Tapplock 'Smart Lock' can be Hacked in Seconds

Two-factor authentication can be combined with other security layers, such as behavioural analytics

Security researchers have found that a padlock secured with a fingerprint can be opened by anyone with a smartphone, according to reports.

Evgeny Chereshnev, CEO and founder of Biolink.Tech, said: "Anything that has only one factor of authentication is insecure by design. Cybercriminals are constantly trying to find new ways of bypassing security measures; however, two-factor authentication still offers stronger security than the classic one-factor authentication.

"To avoid sophisticated attacks, two-factor authentication can be combined with other security layers, such as behavioural analytics, so that if one layer fails, another layer of security takes over.

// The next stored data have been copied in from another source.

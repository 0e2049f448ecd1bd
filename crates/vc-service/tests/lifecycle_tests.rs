//! Session lifecycle tests.
//!
//! Drives the lifecycle actor through the dispatcher with in-memory
//! collaborators and checks:
//! - Presence totals across leave/rejoin cycles
//! - Session start/end notices and history archival
//! - Adoption of rooms that were occupied before the service saw them
//! - Personal room provisioning from the base room
//! - Benign handling of bots, unmanaged rooms and unknown rooms

#![allow(clippy::unwrap_used, clippy::expect_used, clippy::panic)]

use common::types::{MemberId, RoomId};
use vc_service::actors::{EnterOutcome, LeaveOutcome};
use vc_service::collaborators::{CollaboratorError, Notice, NoticeTarget};
use vc_service::dispatcher::VoiceTransition;
use vc_service::errors::LifecycleError;
use vc_test_utils::*;

// ============================================================================
// Presence accounting
// ============================================================================

#[tokio::test(start_paused = true)]
async fn test_rejoin_accumulates_total_across_intervals() {
    let harness = TestHarness::new();
    let alice = member(1, "alice");
    let bob = member(2, "bob");

    harness.join(&alice, ROOM_A, t(0)).await;
    harness.join(&bob, ROOM_A, t(0)).await;

    // 10:05:00 leave, 10:06:00 rejoin, session ends 10:06:30
    harness.leave(&alice, t(300)).await;
    let snapshot = harness.controller.get_session(ROOM_A, t(300)).await.unwrap();
    let record = snapshot.participant(MemberId(1)).unwrap();
    assert_eq!(record.total_seconds, 300);
    assert!(!record.connected);

    harness.join(&alice, ROOM_A, t(360)).await;
    harness.leave(&bob, t(390)).await;
    harness.leave(&alice, t(390)).await;

    let records = harness.history.records();
    assert_eq!(records.len(), 1);
    let record = records.first().unwrap();
    assert_eq!(record.room_id, ROOM_A);
    assert_eq!(record.duration_seconds, 390);
    assert_eq!(record.participants.get(&MemberId(1)).unwrap().total_seconds, 330);
    assert_eq!(record.participants.get(&MemberId(2)).unwrap().total_seconds, 390);
}

#[tokio::test(start_paused = true)]
async fn test_live_reads_do_not_mutate_totals() {
    let harness = TestHarness::new();
    let alice = member(1, "alice");
    harness.join(&alice, ROOM_A, t(0)).await;

    let first = harness.controller.get_session(ROOM_A, t(100)).await.unwrap();
    let second = harness.controller.get_session(ROOM_A, t(100)).await.unwrap();
    assert_eq!(first, second);
    assert_eq!(first.participant(MemberId(1)).unwrap().total_seconds, 100);
    assert_eq!(first.elapsed_seconds, 100);

    // Final total is still the full span, not 100 + span
    harness.leave(&alice, t(250)).await;
    let record = harness.history.records().pop().unwrap();
    assert_eq!(record.participants.get(&MemberId(1)).unwrap().total_seconds, 250);
}

// ============================================================================
// Session start and end
// ============================================================================

#[tokio::test(start_paused = true)]
async fn test_first_join_starts_session_with_notice() {
    let harness = TestHarness::new();
    let alice = member(1, "alice");

    let transition = harness.join(&alice, ROOM_A, t(0)).await;
    assert_eq!(transition, VoiceTransition::Entered { room: ROOM_A });

    let snapshot = harness.controller.get_session(ROOM_A, t(0)).await.unwrap();
    assert_eq!(snapshot.starter_id, MemberId(1));
    assert_eq!(snapshot.started_at, t(0));

    let notices = harness.platform.notices_to(NoticeTarget::NoticeChannel);
    assert_eq!(
        notices,
        vec![Notice::SessionStarted {
            room_name: "alice\u{306E}VC".to_string(),
            starter_id: MemberId(1),
            starter_name: "alice".to_string(),
            started_at: t(0),
        }]
    );
    assert_eq!(harness.platform.notice_kinds(NoticeTarget::Room(ROOM_A)), vec!["join"]);
}

#[tokio::test(start_paused = true)]
async fn test_second_join_registers_without_new_session() {
    let harness = TestHarness::new();
    harness.join(&member(1, "alice"), ROOM_A, t(0)).await;

    let outcome = harness
        .controller
        .member_entered(ROOM_A, member(2, "bob"), t(30))
        .await
        .unwrap();

    assert_eq!(outcome, EnterOutcome::Joined { anchor: ROOM_A });
    let snapshot = harness.controller.get_session(ROOM_A, t(30)).await.unwrap();
    assert_eq!(snapshot.starter_id, MemberId(1));
    assert_eq!(snapshot.participants.len(), 2);
    assert_eq!(
        harness.platform.notice_kinds(NoticeTarget::NoticeChannel),
        vec!["session_start"]
    );
}

#[tokio::test(start_paused = true)]
async fn test_last_leave_ends_session_and_archives() {
    let harness = TestHarness::new();
    let alice = member(1, "alice");
    let bob = member(2, "bob");
    harness.join(&alice, ROOM_A, t(0)).await;
    harness.join(&bob, ROOM_A, t(60)).await;

    harness.leave(&alice, t(120)).await;
    assert!(harness.controller.get_session(ROOM_A, t(120)).await.is_ok());

    harness.leave(&bob, t(180)).await;
    let err = harness
        .controller
        .get_session(ROOM_A, t(180))
        .await
        .unwrap_err();
    assert!(matches!(err, LifecycleError::SessionNotFound(room) if room == ROOM_A));

    // Start notice is deleted, summary is sent
    let start = harness
        .platform
        .notices()
        .into_iter()
        .find(|n| matches!(n.notice, Notice::SessionStarted { .. }))
        .unwrap();
    assert!(harness.platform.deleted_messages().contains(&start.message));

    let summary = harness
        .platform
        .notices_to(NoticeTarget::NoticeChannel)
        .pop()
        .unwrap();
    match summary {
        Notice::SessionEnded {
            started_at,
            ended_at,
            participants,
            ..
        } => {
            assert_eq!(started_at, t(0));
            assert_eq!(ended_at, t(180));
            let names: Vec<_> = participants.iter().map(|p| p.name.as_str()).collect();
            assert_eq!(names, vec!["alice", "bob"]);
        }
        other => panic!("expected session summary, got {other:?}"),
    }

    let record = harness.history.records().pop().unwrap();
    assert_eq!(record.started_at, t(0));
    assert_eq!(record.ended_at, t(180));
    assert_eq!(record.participants.len(), 2);

    let status = harness.controller.get_status().await.unwrap();
    assert_eq!(status.active_sessions, 0);
}

#[tokio::test(start_paused = true)]
async fn test_new_session_after_end_starts_fresh() {
    let harness = TestHarness::new();
    let alice = member(1, "alice");
    let bob = member(2, "bob");

    harness.join(&alice, ROOM_A, t(0)).await;
    harness.leave(&alice, t(100)).await;
    harness.join(&bob, ROOM_A, t(105)).await;

    let snapshot = harness.controller.get_session(ROOM_A, t(110)).await.unwrap();
    assert_eq!(snapshot.starter_id, MemberId(2));
    assert_eq!(snapshot.started_at, t(105));
    assert!(snapshot.participant(MemberId(1)).is_none());
}

#[tokio::test(start_paused = true)]
async fn test_occupied_room_is_adopted_without_start_notice() {
    let harness = TestHarness::new();
    // Bob was connected before the service started
    harness.platform.connect(ROOM_A, &member(2, "bob"));

    let alice = member(1, "alice");
    harness.platform.connect(ROOM_A, &alice);
    let outcome = harness
        .controller
        .member_entered(ROOM_A, alice, t(0))
        .await
        .unwrap();

    assert_eq!(outcome, EnterOutcome::Adopted { anchor: ROOM_A });
    assert!(harness
        .platform
        .notice_kinds(NoticeTarget::NoticeChannel)
        .is_empty());
    let snapshot = harness.controller.get_session(ROOM_A, t(0)).await.unwrap();
    assert!(snapshot.participant(MemberId(2)).unwrap().connected);
}

// ============================================================================
// Failures and benign no-ops
// ============================================================================

#[tokio::test(start_paused = true)]
async fn test_history_failure_does_not_block_termination() {
    let harness = TestHarness::new();
    harness
        .history
        .fail_with(CollaboratorError::Unavailable("database locked".into()));
    let alice = member(1, "alice");

    harness.join(&alice, ROOM_A, t(0)).await;
    harness.leave(&alice, t(10)).await;

    assert!(harness.controller.list_sessions(t(10)).await.unwrap().is_empty());
    assert_eq!(
        harness.platform.notice_kinds(NoticeTarget::NoticeChannel),
        vec!["session_start", "session_end"]
    );
}

#[tokio::test(start_paused = true)]
async fn test_notice_failures_do_not_block_sessions() {
    let harness = TestHarness::new();
    harness.platform.fail(
        vc_test_utils::MockOperation::SendNotice,
        CollaboratorError::Rejected("missing permissions".into()),
    );
    let alice = member(1, "alice");

    harness.join(&alice, ROOM_A, t(0)).await;
    assert!(harness.controller.get_session(ROOM_A, t(0)).await.is_ok());

    harness.leave(&alice, t(30)).await;
    assert_eq!(harness.history.records().len(), 1);
    assert!(harness.platform.notices().is_empty());
}

#[tokio::test(start_paused = true)]
async fn test_leave_without_session_is_untracked() {
    let harness = TestHarness::new();

    let outcome = harness
        .controller
        .member_left(ROOM_B, member(1, "alice"), t(0))
        .await
        .unwrap();

    assert_eq!(outcome, LeaveOutcome::Untracked);
    assert!(harness.history.records().is_empty());
}

#[tokio::test(start_paused = true)]
async fn test_bots_never_start_sessions() {
    let harness = TestHarness::new();

    let transition = harness.join(&bot(9, "music"), ROOM_A, t(0)).await;

    assert_eq!(transition, VoiceTransition::NoOp);
    assert!(harness.controller.list_sessions(t(0)).await.unwrap().is_empty());
}

#[tokio::test(start_paused = true)]
async fn test_bot_does_not_keep_session_alive() {
    let harness = TestHarness::new();
    let alice = member(1, "alice");
    harness.join(&alice, ROOM_A, t(0)).await;
    harness.join(&bot(9, "music"), ROOM_A, t(5)).await;

    harness.leave(&alice, t(60)).await;

    assert_eq!(harness.history.records().len(), 1);
}

#[tokio::test(start_paused = true)]
async fn test_unmanaged_room_is_ignored() {
    let harness = TestHarness::new();

    let transition = harness.join(&member(1, "alice"), UNMANAGED_ROOM, t(0)).await;
    assert_eq!(transition, VoiceTransition::NoOp);

    let err = harness
        .controller
        .member_entered(UNMANAGED_ROOM, member(1, "alice"), t(0))
        .await
        .unwrap_err();
    assert!(matches!(err, LifecycleError::NotManaged(_)));
    assert!(harness.controller.list_sessions(t(0)).await.unwrap().is_empty());
}

#[tokio::test(start_paused = true)]
async fn test_enter_vanished_room_is_ignored() {
    let harness = TestHarness::new();

    let outcome = harness
        .controller
        .member_entered(RoomId(999), member(1, "alice"), t(0))
        .await
        .unwrap();

    assert_eq!(outcome, EnterOutcome::Ignored);
}

// ============================================================================
// Personal room provisioning
// ============================================================================

#[tokio::test(start_paused = true)]
async fn test_base_room_provisions_personal_room() {
    let harness = TestHarness::new();
    let carol = member(3, "carol");

    let transition = harness.join(&carol, BASE_ROOM, t(0)).await;
    assert_eq!(transition, VoiceTransition::EnteredBase { left: None });

    let created = harness.platform.created_rooms();
    assert_eq!(created.len(), 1);
    let personal = created.first().unwrap().clone();
    assert_eq!(personal.name, "carol\u{306E}VC");
    assert_eq!(personal.category, Some(CATEGORY));
    assert_eq!(harness.platform.room_of(carol.id), Some(personal.id));
    assert!(harness.provisioned.contains(personal.id).await);

    // The base room itself never hosts a session
    assert!(harness.controller.get_session(BASE_ROOM, t(0)).await.is_err());

    // The platform then reports the move out of the base room
    let transition = harness
        .dispatch(&carol, Some(BASE_ROOM), Some(personal.id), t(1))
        .await;
    assert_eq!(transition, VoiceTransition::Entered { room: personal.id });
    let snapshot = harness.controller.get_session(personal.id, t(1)).await.unwrap();
    assert_eq!(snapshot.starter_id, carol.id);
}

#[tokio::test(start_paused = true)]
async fn test_existing_personal_room_is_reused() {
    let harness = TestHarness::new();
    let alice = member(1, "alice");
    harness.platform.connect(BASE_ROOM, &alice);

    let outcome = harness
        .controller
        .member_entered(BASE_ROOM, alice.clone(), t(0))
        .await
        .unwrap();

    assert_eq!(
        outcome,
        EnterOutcome::Provisioned {
            room: ROOM_A,
            created: false
        }
    );
    assert!(harness.platform.created_rooms().is_empty());
    assert_eq!(harness.platform.room_of(alice.id), Some(ROOM_A));
    assert!(!harness.provisioned.contains(ROOM_A).await);
}

#[tokio::test(start_paused = true)]
async fn test_provisioning_failure_is_reported() {
    let harness = TestHarness::new();
    harness.platform.fail(
        vc_test_utils::MockOperation::EnsurePersonalRoom,
        CollaboratorError::Rejected("channel limit reached".into()),
    );

    let err = harness
        .controller
        .member_entered(BASE_ROOM, member(3, "carol"), t(0))
        .await
        .unwrap_err();

    assert!(matches!(err, LifecycleError::Collaborator(_)));
    assert!(harness.platform.moves().is_empty());
}

#[tokio::test(start_paused = true)]
async fn test_list_sessions_ordered_by_start() {
    let harness = TestHarness::new();
    harness.join(&member(2, "bob"), ROOM_B, t(0)).await;
    harness.join(&member(1, "alice"), ROOM_A, t(30)).await;

    let sessions = harness.controller.list_sessions(t(60)).await.unwrap();
    let rooms: Vec<_> = sessions.iter().map(|s| s.room_id).collect();
    assert_eq!(rooms, vec![ROOM_B, ROOM_A]);

    let status = harness.controller.get_status().await.unwrap();
    assert_eq!(status.active_sessions, 2);
    assert_eq!(status.connected_participants, 2);
    assert!(status.messages_processed > 0);
}

#[tokio::test(start_paused = true)]
async fn test_status_reports_mailbox_backlog() {
    let harness = TestHarness::new();
    let controller = &harness.controller;

    // All five requests are queued before the actor runs
    let (first, _, _, _, last) = tokio::join!(
        controller.get_status(),
        controller.get_status(),
        controller.get_status(),
        controller.get_status(),
        controller.get_status(),
    );

    let first = first.unwrap();
    assert_eq!(first.mailbox_peak_depth, 5);
    assert_eq!(first.mailbox_depth, 5);
    let last = last.unwrap();
    assert_eq!(last.mailbox_depth, 1);
    assert_eq!(last.messages_processed, 4);

    let status = controller.get_status().await.unwrap();
    assert_eq!(status.mailbox_peak_depth, 5);
    assert_eq!(status.mailbox_depth, 1);
}

#[tokio::test(start_paused = true)]
async fn test_status_counts_started_and_ended_sessions() {
    let harness = TestHarness::new();
    let alice = member(1, "alice");
    harness.join(&alice, ROOM_A, t(0)).await;
    harness.join(&member(2, "bob"), ROOM_B, t(0)).await;
    harness.leave(&alice, t(60)).await;

    let status = harness.controller.get_status().await.unwrap();
    assert_eq!(status.sessions_started, 2);
    assert_eq!(status.sessions_ended, 1);
    assert_eq!(status.active_sessions, 1);
}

While two-factor authentication capabilities can help verify the user, behavioural analytics allow you to learn and trust the user. This way, you put the trust on the human instead of the device. With passive biometrics, consumers are identified by their behaviour, and not by static data such as passwords or one-time codes. This inherent behaviour cannot be duplicated by hackers."

Daniel Moscovici, co-founder of Cy-oT, added: "This is a great example of where we take a physical device, in this case a lock, and make it "smart" by connecting it wirelessly to the internet. This news is not surprising; if someone can break a physical lock, why wouldn't they be able to break a "smart" lock? This also resembles the transformation in cars where ignition keys were replaced by a digital key transmitting wirelessly to start the car, and hackers were able to break in and steal the car.

"We are in an age where everything is going to be "smart" and connected, and thus will be susceptible to hacking or used as an attack platform - as we saw in the case of Mirai. We need a much broader security solution or approach in order to protect us from these threats and attacks."